Member of the European Parliament
- In office 1999–2004

Government Delegate of Ceuta
- In office 1994–1996

Member of the Senate of Spain
- In office 1986–1989

Personal details
- Born: 27 September 1958 Ceuta, Spain
- Died: 2 August 2007 (aged 48) Ceuta, Spain
- Party: Spanish Socialist Workers' Party
- Other political affiliations: Party of European Socialists
- Occupation: Lawyer

= Carmen Cerdeira =

Spanish politician (1958–2007)

María del Carmen Cerdeira Morterero (27 September 1958 - 2 August 2007) was a Spanish politician. She was a member of the European Parliament from 1999 to 2004 as a member of the Spanish Socialist Workers' Party.

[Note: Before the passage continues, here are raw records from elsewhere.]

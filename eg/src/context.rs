// Copyright (C) 2026 The electionguard-core Authors.

#![deny(clippy::unwrap_used)]
#![deny(clippy::expect_used)]
#![deny(clippy::panic)]
#![deny(clippy::manual_assert)]

//! The derived election context: the small set of values computed once
//! a manifest and a joint public key exist, and then reused everywhere
//! a ballot is encrypted or a proof is checked.
//!
//! `crypto_base_hash` binds the group parameters and the manifest
//! together; `crypto_extended_base_hash` additionally binds the
//! guardians' published coefficient commitments, so that a ballot
//! encrypted against one key ceremony's output can never be mistaken
//! for (or replayed against) another's.

use serde::{Deserialize, Serialize};

use crate::el_gamal::ElGamalPublicKey;
use crate::fixed_parameters::FixedParameters;
use crate::hash::{eg_h, HValue, HashInput};
use crate::key_ceremony::KeyCeremonyMediator;
use crate::manifest::Manifest;
use crate::polynomial::CoefficientCommitments;

/// Everything derived from a completed key ceremony and a validated
/// manifest, held for the lifetime of the election.
#[derive(Clone, Debug, PartialEq, Eq, Serialize, Deserialize)]
pub struct Context {
    pub number_of_guardians: u32,
    pub quorum: u32,
    pub joint_public_key: ElGamalPublicKey,
    pub manifest_hash: HValue,
    pub commitment_hash: HValue,
    pub crypto_base_hash: HValue,
    pub crypto_extended_base_hash: HValue,
}

impl Context {
    /// `H(p || q || g || n || k || manifest_hash)`.
    fn crypto_base_hash(fixed_parameters: &FixedParameters, n: u32, k: u32, manifest_hash: &HValue) -> HValue {
        let p_bytes = fixed_parameters.group.p().to_bytes_be();
        let q_bytes = fixed_parameters.group.q().to_bytes_be();
        let g_bytes = fixed_parameters.group.generator().value().to_bytes_be();
        eg_h(
            0x21,
            &[
                HashInput::Bytes(&p_bytes),
                HashInput::Bytes(&q_bytes),
                HashInput::Bytes(&g_bytes),
                HashInput::Bytes(&n.to_be_bytes()),
                HashInput::Bytes(&k.to_be_bytes()),
                HashInput::HValue(manifest_hash),
            ],
        )
    }

    /// `H(commitment for every guardian's every coefficient, in
    /// ascending guardian sequence order)`.
    fn commitment_hash(all_commitments: &[(u32, CoefficientCommitments)], fixed_parameters: &FixedParameters) -> HValue {
        let group = &fixed_parameters.group;
        let mut sorted: Vec<&(u32, CoefficientCommitments)> = all_commitments.iter().collect();
        sorted.sort_by_key(|(idx, _)| *idx);
        let mut items = Vec::new();
        for (_, commitments) in &sorted {
            for c in &commitments.commitments {
                items.push(HashInput::Group(&c.public, group));
            }
        }
        eg_h(0x22, &items)
    }

    /// Builds the [`Context`] for a completed key ceremony. `commitments`
    /// must contain exactly the coefficient commitments published by
    /// every guardian in `mediator`'s guardian set, each paired with
    /// its guardian's sequence order (spec-level: ordering must not
    /// affect the result, hence the sort inside [`Self::commitment_hash`]).
    pub fn build(
        mediator: &KeyCeremonyMediator,
        joint_public_key: ElGamalPublicKey,
        manifest: &Manifest,
        fixed_parameters: &FixedParameters,
        commitments: Vec<(u32, CoefficientCommitments)>,
    ) -> Self {
        let manifest_hash = manifest.manifest_hash();
        let n = mediator.guardian_count();
        let k = mediator.quorum();
        let crypto_base_hash = Self::crypto_base_hash(fixed_parameters, n, k, &manifest_hash);
        let commitment_hash = Self::commitment_hash(&commitments, fixed_parameters);
        let crypto_extended_base_hash = eg_h(
            0x23,
            &[
                HashInput::HValue(&crypto_base_hash),
                HashInput::HValue(&commitment_hash),
            ],
        );
        Context {
            number_of_guardians: n,
            quorum: k,
            joint_public_key,
            manifest_hash,
            commitment_hash,
            crypto_base_hash,
            crypto_extended_base_hash,
        }
    }
}

#[cfg(test)]
#[allow(clippy::unwrap_used)]
mod tests {
    use super::*;
    use crate::guardian::{Guardian, GuardianSet};
    use crate::key_ceremony::GuardianSecretState;
    use crate::manifest::{BallotStyle, Candidate, ContestDefinition, SelectionDefinition, VoteVariation};
    use util::csrng::DeterministicCsrng;

    fn sample_manifest() -> Manifest {
        Manifest {
            election_scope_id: "town-2026".into(),
            candidates: vec![Candidate {
                object_id: "alice".into(),
                name: "Alice".into(),
            }],
            contests: vec![ContestDefinition {
                object_id: "mayor".into(),
                sequence_order: 0,
                vote_variation: VoteVariation::OneOfM,
                votes_allowed: 1,
                selections: vec![SelectionDefinition {
                    object_id: "mayor-alice".into(),
                    candidate_id: "alice".into(),
                    sequence_order: 0,
                }],
            }],
            ballot_styles: vec![BallotStyle {
                object_id: "default".into(),
                contest_ids: vec!["mayor".into()],
            }],
        }
    }

    #[test]
    fn context_hashes_are_deterministic_and_bind_the_manifest() {
        let fp = FixedParameters::compact();
        let csrng = DeterministicCsrng::from_seed_bytes(b"context-build");
        let guardians = vec![Guardian::new("g1", 1).unwrap(), Guardian::new("g2", 2).unwrap()];
        let guardian_set = GuardianSet::new(guardians, 2).unwrap();

        let secrets: Vec<GuardianSecretState> = guardian_set
            .guardians
            .iter()
            .map(|g| GuardianSecretState::generate(g.sequence_order, 2, &fp.field, &csrng))
            .collect();

        let mut mediator = KeyCeremonyMediator::new(guardian_set.clone());
        let mut commitments = Vec::new();
        for s in &secrets {
            let c = s.commit(&fp.group, &fp.field, &csrng);
            mediator
                .receive_announcement(s.index, c.clone(), &fp.group, &fp.field)
                .unwrap();
            commitments.push((s.index.get(), c));
        }
        for sender in &secrets {
            for recipient in &secrets {
                let value = sender.backup_for(recipient.index, &fp.field);
                mediator
                    .receive_backup(sender.index, recipient.index, value, &fp.group, &fp.field)
                    .unwrap();
            }
        }
        mediator.advance_to_backups_verified().unwrap();
        let joint_key = mediator.publish(&fp.group).unwrap();

        let manifest = sample_manifest();
        let ctx1 = Context::build(&mediator, joint_key.clone(), &manifest, &fp, commitments.clone());
        let ctx2 = Context::build(&mediator, joint_key, &manifest, &fp, commitments);
        assert_eq!(ctx1, ctx2);
        assert_eq!(ctx1.manifest_hash, manifest.manifest_hash());
    }
}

The daughter of Clemente Cerdeira Garcia de la Torre, she was born in Ceuta. She earned a law degree and worked as a lawyer before entering politics. She was elected to the Senate of Spain in 1986. In 1993, she was named executive advisor to the Spanish Ministry of Justice and, from 1994 to 1996, was a delegate of the Spanish government in the city of Ceuta.

She had been president of the Sociedad Estatal para la Acción Cultural Exterior since 2004.

In 2003, she was awarded the Premio María de Eza.

Cerdeira died in a Ceuta hospital at the age of 48 after a seven-year battle with cancer.

An annual award, the Premio Carmen Cerdeira, was established in her honour.